The following are extensive scene-by-scene recaps on ‘Locke and Key’. A Netflix adapted horror series created and based on the acclaimed graphic novel by Joe Hill and developed by Carlton Cuse of Lost fame. With a podcast below reviewing the first three episodes of the season.

 

 

We take a look at Locke and Key’s pilot episode in the TV Talk 27. 

 

Episode 1: Welcome to Matheson

A man walks down the street on a chilling foggy night in the middle of suburbia. Bag of groceries in his right hand. Set of jingling keys in his left. He unlocks the door to his home then picks up a phone call, where the woman on the receiver delivers an ominous message:

“Rendell Locke is dead.”

We learn here as the camera pans up, that the man is Asian — later revealed to be Mark Cho (Ken Pak), though we’ll learn more about him later. He enters the house and says he knows what to do and hangs up. Scavenging around the place for stacks up papers. Pulling out diagrams, pictures, and a map of keys which he lays on the table. Finally, Mark opens a safe and pulls out a particular key, plunging it into his heart — setting ablaze himself and his house.

Three Months Later, on a cold Massachusetts highway, Nina Locke (Darby Stanchfield) drives across country from Seattle to Massachusetts with her three kids — each within their own little world. Her eldest boy, Tyler (Connor Jessup) who is intentionally tuning out his family while listening to his headphones, the middle child, Kinsey (Emilia Jones), who sketches in a sketchbook while eating Mike & Ikes, and finally: Bode (Jackson Robert Scott), the youngest boy, who is taking polaroid pictures documenting their journey thus far. He is also bored out of his mind and so pesters his family with questions.
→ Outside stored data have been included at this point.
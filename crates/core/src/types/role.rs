//! Authentication roles and session clear scopes.

use serde::{Deserialize, Serialize};
use thiserror::Error;

/// Error returned when a string does not name a known [`Role`].
#[derive(Debug, Clone, PartialEq, Eq, Error)]
#[error("invalid role: {0} (expected user, shop or admin)")]
pub struct RoleParseError(pub String);

/// An isolated authentication context.
///
/// Each role keeps its own token and principal; a session for one role never
/// reads or overwrites another role's keys.
#[derive(Debug, Clone, Copy, PartialEq, Eq, Hash, Serialize, Deserialize, Default)]
#[serde(rename_all = "snake_case")]
pub enum Role {
    /// A shopper or referral member.
    #[default]
    User,
    /// A seller account operating a shop.
    Shop,
    /// Platform administrator.
    Admin,
}

impl Role {
    /// Every role, in the order sessions are cleared.
    pub const ALL: [Self; 3] = [Self::Shop, Self::User, Self::Admin];

    /// The lowercase wire/storage name of the role.
    #[must_use]
    pub const fn as_str(self) -> &'static str {
        match self {
            Self::User => "user",
            Self::Shop => "shop",
            Self::Admin => "admin",
        }
    }
}

impl std::fmt::Display for Role {
    fn fmt(&self, f: &mut std::fmt::Formatter<'_>) -> std::fmt::Result {
        f.write_str(self.as_str())
    }
}

impl std::str::FromStr for Role {
    type Err = RoleParseError;

    fn from_str(s: &str) -> Result<Self, Self::Err> {
        match s.trim().to_ascii_lowercase().as_str() {
            "user" => Ok(Self::User),
            "shop" | "seller" => Ok(Self::Shop),
            "admin" => Ok(Self::Admin),
            _ => Err(RoleParseError(s.to_string())),
        }
    }
}

/// Which sessions a genuine authentication failure clears.
#[derive(Debug, Clone, Copy, PartialEq, Eq, Hash, Serialize, Deserialize, Default)]
#[serde(rename_all = "snake_case")]
pub enum ClearScope {
    /// Only the role the failed request was made as.
    #[default]
    ActiveRole,
    /// Every role's session plus the shared markers.
    AllRoles,
}
//! Unified error handling for the API client.
//!
//! Every public client operation returns `Result<T, ApiError>`. Parse failures
//! and route-missing 404s inside a fallback chain never reach this type; they
//! are recovered where they happen.

use serde_json::Value;
use thiserror::Error;

use crate::store::StoreError;

/// Errors surfaced by the API client.
#[derive(Debug, Error)]
pub enum ApiError {
    /// The request never produced a response (DNS, TLS, connection reset, ...).
    #[error("HTTP error: {0}")]
    Http(#[from] reqwest::Error),

    /// A 401 that was classified as a genuine authentication failure.
    /// The affected sessions have already been cleared.
    #[error("{message}")]
    Unauthorized {
        status: u16,
        message: String,
        data: Value,
    },

    /// Any other non-2xx response.
    #[error("{message}")]
    Api {
        status: u16,
        message: String,
        data: Value,
    },

    /// Every candidate endpoint for a mutating operation returned 404.
    #[error("{operation} endpoint not found on backend")]
    EndpointNotFound { operation: String },

    /// A login or registration response carried no token.
    #[error("{operation} response did not include a token")]
    MissingToken { operation: String },

    /// Session storage failed.
    #[error("Session store error: {0}")]
    Store(#[from] StoreError),

    /// A request body could not be encoded.
    #[error("JSON encode error: {0}")]
    Serialize(#[from] serde_json::Error),

    /// A successful response did not have the expected shape.
    #[error("Unexpected response shape: {0}")]
    Decode(String),

    /// A caller-supplied header name or value is not valid HTTP.
    #[error("Invalid header: {0}")]
    InvalidHeader(String),
}

impl ApiError {
    /// HTTP status of a response-backed error.
    #[must_use]
    pub const fn status(&self) -> Option<u16> {
        match self {
            Self::Unauthorized { status, .. } | Self::Api { status, .. } => Some(*status),
            _ => None,
        }
    }

    /// Parsed response body of a response-backed error.
    #[must_use]
    pub const fn data(&self) -> Option<&Value> {
        match self {
            Self::Unauthorized { data, .. } | Self::Api { data, .. } => Some(data),
            _ => None,
        }
    }

    /// Whether sessions were cleared because of this error, so the UI should
    /// prompt for a fresh login.
    #[must_use]
    pub const fn is_auth_failure(&self) -> bool {
        matches!(self, Self::Unauthorized { .. })
    }
}

/// Result type alias for `ApiError`.
pub type Result<T> = std::result::Result<T, ApiError>;

/// Add a breadcrumb for client-side events.
///
/// Breadcrumbs appear in Sentry error reports to show the trail of events
/// leading up to an error. A no-op when Sentry is not initialised.
pub fn add_breadcrumb(category: &str, message: &str, data: Option<&[(&str, &str)]>) {
    let mut breadcrumb = sentry::Breadcrumb {
        category: Some(category.to_string()),
        message: Some(message.to_string()),
        level: sentry::Level::Info,
        ..Default::default()
    };

    if let Some(pairs) = data {
        for (key, value) in pairs {
            breadcrumb.data.insert(
                (*key).to_string(),
                serde_json::Value::String((*value).to_string()),
            );
        }
    }

    sentry::add_breadcrumb(breadcrumb);
}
When they finally arrive to the quaint little town of Matheson, Massachusetts they immediately go to an ice cream parlor. Bode notices Rufus (Coby Bird) — who he says hi to just outside the ice cream shop. Inside an employee with an English accent, revealed later to be Scott (Petrice Jones), compliments Kinsey’s bracelet. He notices the name on Mrs. Locke’s card and lets them have ice cream for free, showcasing that the family is renowned for some reason.

When the family finally arrives at Key House, they’re greeted by uncle Duncan (Aaron Ashmore) who has arrived from Boston. He gifts the family party hats and welcomes them inside, a playful Bode hanging onto his leg as they enter, in an adorable childlike fashion.

The Locke family enters Key House for the first time.
The Locke family enters Key House for the first time. PC: Christos Kalohoridis, Netflix

 

Inside, Duncan gives them the tour. Shows them the drawing-room and the winter study. We notice the house has peeling wallpaper and old historical artifacts, things left behind by their ancestors from the revolutionary war: weaponry, books, and information on the town of Matheson. There’s also an ominous door set between two tall wood-paneled cabinets.

They continue across the large house, and Nina comments on the never-ceasing chill in the air. Duncan takes them to the great room, a multi-functional living room and portrait gallery of their family, most notably: Devon Locke. Though Duncan playfully tosses some incorrect names as he points at the varying portraits to Bode, noting that the most infamous member of the Locke family is missing: The Loch Ness Monster (obviously not). They conclude the tour in the kitchen where Nina tells them to unpack and pick rooms.

Moments later, Duncan visits Kinsey in her new room. He notices her different sketches of bicycles. She reveals that she’s applying to Parsons for their Summer program though finds her art a bit warped.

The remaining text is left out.